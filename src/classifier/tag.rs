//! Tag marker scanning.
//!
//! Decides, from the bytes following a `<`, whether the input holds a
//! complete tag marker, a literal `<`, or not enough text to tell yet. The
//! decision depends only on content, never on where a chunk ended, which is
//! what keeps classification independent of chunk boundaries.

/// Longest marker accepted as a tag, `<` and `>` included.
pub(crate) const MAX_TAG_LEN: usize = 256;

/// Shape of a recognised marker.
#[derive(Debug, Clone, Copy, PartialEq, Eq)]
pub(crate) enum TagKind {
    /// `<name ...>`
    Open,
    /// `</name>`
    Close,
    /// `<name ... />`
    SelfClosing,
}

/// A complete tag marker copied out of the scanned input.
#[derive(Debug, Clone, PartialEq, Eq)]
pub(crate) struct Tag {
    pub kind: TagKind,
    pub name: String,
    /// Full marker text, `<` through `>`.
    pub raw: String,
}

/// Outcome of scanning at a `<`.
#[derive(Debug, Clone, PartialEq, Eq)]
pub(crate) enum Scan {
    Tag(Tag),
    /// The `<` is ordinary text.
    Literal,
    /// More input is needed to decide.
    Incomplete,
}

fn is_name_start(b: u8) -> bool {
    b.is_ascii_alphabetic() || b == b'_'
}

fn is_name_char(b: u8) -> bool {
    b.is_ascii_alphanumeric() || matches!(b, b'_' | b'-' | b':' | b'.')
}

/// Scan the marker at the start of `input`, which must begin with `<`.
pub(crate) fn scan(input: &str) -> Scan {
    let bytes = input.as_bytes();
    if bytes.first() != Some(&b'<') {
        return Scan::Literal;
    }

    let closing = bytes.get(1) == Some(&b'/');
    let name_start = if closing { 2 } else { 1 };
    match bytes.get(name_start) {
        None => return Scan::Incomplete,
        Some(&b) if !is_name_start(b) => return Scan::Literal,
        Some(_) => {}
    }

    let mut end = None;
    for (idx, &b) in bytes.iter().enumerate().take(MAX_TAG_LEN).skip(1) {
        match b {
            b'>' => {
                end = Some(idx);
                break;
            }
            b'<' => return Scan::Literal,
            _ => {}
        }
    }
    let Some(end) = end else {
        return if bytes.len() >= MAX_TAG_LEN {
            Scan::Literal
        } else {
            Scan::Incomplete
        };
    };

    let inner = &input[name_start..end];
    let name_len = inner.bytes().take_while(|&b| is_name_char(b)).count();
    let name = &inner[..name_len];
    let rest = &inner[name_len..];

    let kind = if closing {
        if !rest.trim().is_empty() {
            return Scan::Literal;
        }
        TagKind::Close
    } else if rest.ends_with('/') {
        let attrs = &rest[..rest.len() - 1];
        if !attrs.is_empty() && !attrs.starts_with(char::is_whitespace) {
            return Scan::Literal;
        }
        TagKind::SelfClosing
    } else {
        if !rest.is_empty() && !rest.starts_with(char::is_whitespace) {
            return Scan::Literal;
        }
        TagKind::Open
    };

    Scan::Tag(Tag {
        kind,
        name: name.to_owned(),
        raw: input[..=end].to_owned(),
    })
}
━━━━━━━━━━━━━━━━━━━━━━━━━━━━━━
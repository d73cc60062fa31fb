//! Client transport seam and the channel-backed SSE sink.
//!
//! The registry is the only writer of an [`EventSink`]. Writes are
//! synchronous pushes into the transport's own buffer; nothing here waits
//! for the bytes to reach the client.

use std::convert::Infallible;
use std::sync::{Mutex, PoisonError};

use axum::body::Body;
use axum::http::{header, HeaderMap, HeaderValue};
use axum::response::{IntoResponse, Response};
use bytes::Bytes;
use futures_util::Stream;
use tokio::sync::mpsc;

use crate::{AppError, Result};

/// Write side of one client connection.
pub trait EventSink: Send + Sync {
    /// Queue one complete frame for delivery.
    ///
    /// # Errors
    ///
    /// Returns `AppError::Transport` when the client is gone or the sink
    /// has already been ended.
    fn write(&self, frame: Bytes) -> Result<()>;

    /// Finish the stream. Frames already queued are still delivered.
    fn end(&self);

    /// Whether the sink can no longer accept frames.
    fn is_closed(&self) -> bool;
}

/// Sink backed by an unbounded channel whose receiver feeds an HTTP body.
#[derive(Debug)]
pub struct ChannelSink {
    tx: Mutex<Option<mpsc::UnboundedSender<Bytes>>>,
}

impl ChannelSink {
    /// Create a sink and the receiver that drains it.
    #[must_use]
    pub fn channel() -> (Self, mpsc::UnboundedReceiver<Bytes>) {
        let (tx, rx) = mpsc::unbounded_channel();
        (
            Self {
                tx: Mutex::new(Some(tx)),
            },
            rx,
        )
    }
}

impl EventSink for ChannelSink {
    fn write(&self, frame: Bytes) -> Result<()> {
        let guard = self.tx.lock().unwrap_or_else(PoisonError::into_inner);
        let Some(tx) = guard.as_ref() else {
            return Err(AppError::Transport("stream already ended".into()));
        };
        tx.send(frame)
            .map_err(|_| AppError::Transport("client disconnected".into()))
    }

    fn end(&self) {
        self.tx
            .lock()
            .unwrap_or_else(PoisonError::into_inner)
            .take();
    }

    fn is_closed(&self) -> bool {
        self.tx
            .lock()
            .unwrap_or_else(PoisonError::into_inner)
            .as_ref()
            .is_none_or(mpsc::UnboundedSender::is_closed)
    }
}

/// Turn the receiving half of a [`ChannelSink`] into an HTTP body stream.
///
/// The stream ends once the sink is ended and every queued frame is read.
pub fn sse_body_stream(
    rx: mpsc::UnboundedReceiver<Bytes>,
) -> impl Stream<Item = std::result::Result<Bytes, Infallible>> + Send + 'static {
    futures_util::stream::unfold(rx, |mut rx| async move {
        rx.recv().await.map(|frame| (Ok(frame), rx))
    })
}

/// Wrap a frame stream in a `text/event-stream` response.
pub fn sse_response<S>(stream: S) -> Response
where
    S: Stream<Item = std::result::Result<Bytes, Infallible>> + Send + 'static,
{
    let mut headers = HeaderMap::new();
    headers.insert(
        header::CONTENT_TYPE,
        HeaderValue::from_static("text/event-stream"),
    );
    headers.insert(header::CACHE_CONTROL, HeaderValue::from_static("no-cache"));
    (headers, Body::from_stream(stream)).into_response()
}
━━━━━━━━━━━━━━━━━━━━━━━━━━━━━━
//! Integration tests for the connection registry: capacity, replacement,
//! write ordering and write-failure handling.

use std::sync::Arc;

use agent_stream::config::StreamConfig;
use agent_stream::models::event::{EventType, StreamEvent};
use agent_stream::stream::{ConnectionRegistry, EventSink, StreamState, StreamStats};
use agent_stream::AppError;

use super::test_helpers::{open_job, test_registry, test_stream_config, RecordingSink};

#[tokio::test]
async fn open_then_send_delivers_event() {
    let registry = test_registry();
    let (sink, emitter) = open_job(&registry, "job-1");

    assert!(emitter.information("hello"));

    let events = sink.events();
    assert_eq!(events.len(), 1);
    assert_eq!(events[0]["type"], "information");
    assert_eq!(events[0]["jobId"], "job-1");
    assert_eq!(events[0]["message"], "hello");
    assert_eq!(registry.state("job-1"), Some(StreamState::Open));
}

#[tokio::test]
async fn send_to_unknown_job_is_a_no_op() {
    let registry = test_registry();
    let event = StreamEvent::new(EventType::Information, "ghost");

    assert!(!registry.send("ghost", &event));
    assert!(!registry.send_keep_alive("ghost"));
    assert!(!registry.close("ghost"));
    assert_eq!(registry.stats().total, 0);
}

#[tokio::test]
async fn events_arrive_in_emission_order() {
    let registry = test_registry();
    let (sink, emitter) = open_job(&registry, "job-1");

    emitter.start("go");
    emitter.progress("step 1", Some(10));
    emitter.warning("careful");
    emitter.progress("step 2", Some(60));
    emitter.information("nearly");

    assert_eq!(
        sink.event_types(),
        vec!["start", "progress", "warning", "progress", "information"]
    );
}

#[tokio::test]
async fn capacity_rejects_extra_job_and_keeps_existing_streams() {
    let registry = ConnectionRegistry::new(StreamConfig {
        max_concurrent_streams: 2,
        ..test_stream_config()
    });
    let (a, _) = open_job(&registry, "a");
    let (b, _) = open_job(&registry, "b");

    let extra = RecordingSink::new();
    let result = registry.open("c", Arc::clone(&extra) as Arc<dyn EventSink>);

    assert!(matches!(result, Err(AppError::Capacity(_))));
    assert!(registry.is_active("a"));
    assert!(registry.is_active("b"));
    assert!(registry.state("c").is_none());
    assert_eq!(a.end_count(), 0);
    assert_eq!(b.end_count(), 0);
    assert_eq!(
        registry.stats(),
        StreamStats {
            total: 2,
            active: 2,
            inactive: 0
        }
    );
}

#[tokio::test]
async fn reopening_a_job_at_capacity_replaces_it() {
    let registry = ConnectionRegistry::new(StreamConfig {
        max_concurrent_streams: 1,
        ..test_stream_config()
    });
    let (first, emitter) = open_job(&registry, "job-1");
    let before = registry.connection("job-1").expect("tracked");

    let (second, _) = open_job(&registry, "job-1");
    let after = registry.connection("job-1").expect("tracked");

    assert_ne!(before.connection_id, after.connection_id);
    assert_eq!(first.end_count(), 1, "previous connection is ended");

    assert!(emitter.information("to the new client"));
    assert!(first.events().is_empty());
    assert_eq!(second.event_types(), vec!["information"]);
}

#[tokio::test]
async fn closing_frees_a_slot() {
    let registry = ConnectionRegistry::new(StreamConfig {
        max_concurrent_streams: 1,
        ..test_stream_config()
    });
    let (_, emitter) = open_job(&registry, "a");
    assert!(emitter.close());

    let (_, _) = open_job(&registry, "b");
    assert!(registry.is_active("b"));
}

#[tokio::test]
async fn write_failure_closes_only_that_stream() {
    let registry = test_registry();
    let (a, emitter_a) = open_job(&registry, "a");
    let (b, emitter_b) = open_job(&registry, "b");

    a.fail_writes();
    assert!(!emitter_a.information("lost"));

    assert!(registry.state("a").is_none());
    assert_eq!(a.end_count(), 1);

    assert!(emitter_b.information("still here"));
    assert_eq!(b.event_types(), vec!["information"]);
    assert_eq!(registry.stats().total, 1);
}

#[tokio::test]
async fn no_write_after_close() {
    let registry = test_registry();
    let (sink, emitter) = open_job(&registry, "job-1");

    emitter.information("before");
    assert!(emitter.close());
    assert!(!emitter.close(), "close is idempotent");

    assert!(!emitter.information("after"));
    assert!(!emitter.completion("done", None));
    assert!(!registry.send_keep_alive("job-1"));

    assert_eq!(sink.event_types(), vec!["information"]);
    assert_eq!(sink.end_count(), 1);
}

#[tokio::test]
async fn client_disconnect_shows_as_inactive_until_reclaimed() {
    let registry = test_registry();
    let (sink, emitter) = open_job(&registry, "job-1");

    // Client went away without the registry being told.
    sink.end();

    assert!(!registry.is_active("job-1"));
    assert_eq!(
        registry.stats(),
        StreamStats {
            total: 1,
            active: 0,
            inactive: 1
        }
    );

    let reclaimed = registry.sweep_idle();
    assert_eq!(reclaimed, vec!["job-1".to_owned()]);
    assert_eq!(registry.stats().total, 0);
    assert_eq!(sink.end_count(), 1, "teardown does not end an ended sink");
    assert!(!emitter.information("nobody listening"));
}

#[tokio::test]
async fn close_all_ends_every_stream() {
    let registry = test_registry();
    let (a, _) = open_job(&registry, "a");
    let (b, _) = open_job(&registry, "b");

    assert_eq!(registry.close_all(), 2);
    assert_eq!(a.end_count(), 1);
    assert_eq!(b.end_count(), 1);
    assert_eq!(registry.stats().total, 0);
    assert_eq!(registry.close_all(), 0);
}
━━━━━━━━━━━━━━━━━━━━━━━━━━━━━━
> **Directions**: Of the lines above, output exactly those from the line bearing "filename src/classifier/tag.rs" through the line bearing "a recognised marker.", inclusive.

> **Finished exercise**:
filename src/classifier/tag.rs
//! Tag marker scanning.
//!
//! Decides, from the bytes following a `<`, whether the input holds a
//! complete tag marker, a literal `<`, or not enough text to tell yet. The
//! decision depends only on content, never on where a chunk ended, which is
//! what keeps classification independent of chunk boundaries.

/// Longest marker accepted as a tag, `<` and `>` included.
pub(crate) const MAX_TAG_LEN: usize = 256;

/// Shape of a recognised marker.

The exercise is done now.